Marek Zawirski, PhD Student, INRIA
Modern web applications are backed by geo-replicated data stores that offer highly available and low latency data access by replicating and updating data at a data center close to the client. Some applications require even greater availability and responsiveness, and cache and update data directly in mobile device or web browser. We propose to integrate client-side replication into the geo-replicated store in order to support an arbitrarily large database, and to ensure consistency and availability. Such design goals translate into a difficult set of somewhat conflicting requirements. (i) Consistency: To ensure Causal+ Consistency (the strongest consistency model for highly available systems), all the way to the client. (ii) Scalability: To replicate only a small part of the database and metadata at a client, and to keep metadata size bounded and independent of extreme numbers of widely-spread clients. (iii) Fault-tolerance: To remain available despite network, data center and client failures.

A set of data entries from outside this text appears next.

// src/lib.rs
//! Relay Pool Library
//!
//! A pool of long-lived worker processes that serve request/response
//! payloads over a framed relay (pipes or a Unix socket), with automatic
//! replacement of dead workers and optional supervision of lifetime,
//! idle time, execution time and memory.
//!
//! # Architecture
//!
//! - **runtime**: Workers, allocation, the watcher, the pool and the supervisor
//! - **relay**: Frame codec and transports, plus the worker-side responder
//! - **events**: Lifecycle events and listeners
//! - **observability**: Tracing setup and metric names
//! - **utils**: Configuration and errors
//!
//! # Example
//!
//! ```no_run
//! # async fn run() -> relay_pool::Result<()> {
//! use relay_pool::{new_pool, CommandSpec, Payload, PipeFactory, PoolConfig};
//! use std::sync::Arc;
//!
//! let cfg = PoolConfig {
//!     num_workers: 4,
//!     ..Default::default()
//! };
//! let pool = new_pool(CommandSpec::new("my-worker"), Arc::new(PipeFactory::new()), cfg).await?;
//!
//! let response = pool.exec(&Payload::new("hello")).await?;
//! println!("{}", response.body_str());
//!
//! pool.destroy(pool.config().destroy_timeout).await;
//! # Ok(())
//! # }
//! ```

// Public module exports
pub mod events;
pub mod observability;
pub mod payload;
pub mod relay;
pub mod runtime;
pub mod utils;

// Re-export commonly used types
pub use events::{Event, EventKind, EventListener};
pub use payload::Payload;
pub use relay::{PipeFactory, RelayFactory, Responder, SocketFactory};
pub use runtime::{
    new_pool, new_pool_with_events, CommandFactory, CommandSpec, Pool, SupervisedPool,
    StaticPool, WorkerInfo, WorkerState,
};
pub use utils::config::{PoolConfig, SupervisorConfig};
pub use utils::errors::{PoolError, Result};

// Version information
pub const VERSION: &str = env!("CARGO_PKG_VERSION");
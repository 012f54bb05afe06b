// src/runtime/process_state.rs
//! Resource usage of worker processes
//!
//! Memory is read from `/proc/<pid>/status` (`VmRSS`), the resident set
//! of the process in bytes.

use crate::utils::errors::{PoolError, Result};
use serde::Serialize;

/// Point-in-time resource usage of a process
#[derive(Debug, Clone, Copy, PartialEq, Eq, Serialize)]
pub struct ProcessState {
    pub pid: u32,

    /// Resident memory in bytes
    pub memory_usage: u64,
}

impl ProcessState {
    /// Resident memory in MiB, rounded down
    pub fn memory_mib(&self) -> u64 {
        self.memory_usage / (1024 * 1024)
    }
}

/// Sample the resource usage of `pid`
#[cfg(target_os = "linux")]
pub fn process_state(pid: u32) -> Result<ProcessState> {
    let path = format!("/proc/{}/status", pid);
    let status = std::fs::read_to_string(&path)
        .map_err(|e| PoolError::Process(format!("failed to read {}: {}", path, e)))?;

    let memory_usage = parse_vm_rss(&status)
        .ok_or_else(|| PoolError::Process(format!("no VmRSS entry in {}", path)))?;

    Ok(ProcessState { pid, memory_usage })
}

#[cfg(not(target_os = "linux"))]
pub fn process_state(pid: u32) -> Result<ProcessState> {
    Err(PoolError::Process(format!(
        "memory sampling is not supported on this platform (pid {})",
        pid
    )))
}

/// Extract `VmRSS` (reported in kB) from a status file, in bytes
///
/// Zombies and kernel threads have no `VmRSS` line.
fn parse_vm_rss(status: &str) -> Option<u64> {
    let line = status.lines().find(|line| line.starts_with("VmRSS:"))?;
    let kb: u64 = line
        .trim_start_matches("VmRSS:")
        .split_whitespace()
        .next()?
        .parse()
        .ok()?;
    Some(kb * 1024)
}

#[cfg(test)]
mod tests {
    use super::*;

    #[test]
    fn test_parse_vm_rss() {
        let status = "Name:\tphp\nState:\tS (sleeping)\nVmPeak:\t  204800 kB\nVmRSS:\t   10240 kB\nThreads:\t1\n";
        assert_eq!(parse_vm_rss(status), Some(10 * 1024 * 1024));
    }

    #[test]
    fn test_parse_vm_rss_missing() {
        assert_eq!(parse_vm_rss("Name:\tzombie\nState:\tZ (zombie)\n"), None);
    }

    #[cfg(target_os = "linux")]
    #[test]
    fn test_own_process_state() {
        let state = process_state(std::process::id()).unwrap();
        assert!(state.memory_usage > 0);
        assert_eq!(state.memory_mib(), state.memory_usage / (1024 * 1024));
    }

    #[test]
    fn test_missing_process() {
        assert!(process_state(i32::MAX as u32).is_err());
    }
}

We present the design of SwiftCloud, the first distributed data store that satisfy this combination of requirements. A client replicates only the data and metadata of interest to him. The consistency protocol ensures causally-consistency access, even when client switches between data centers, by trading-off data freshness for safety. SwiftCloud keeps metadata small thanks to appropriate separation of concerns: by using small vector clocks for causality, and scalar timestamps for uniqueness. This allows to prune update logs safely even when some client replicas are unavailable.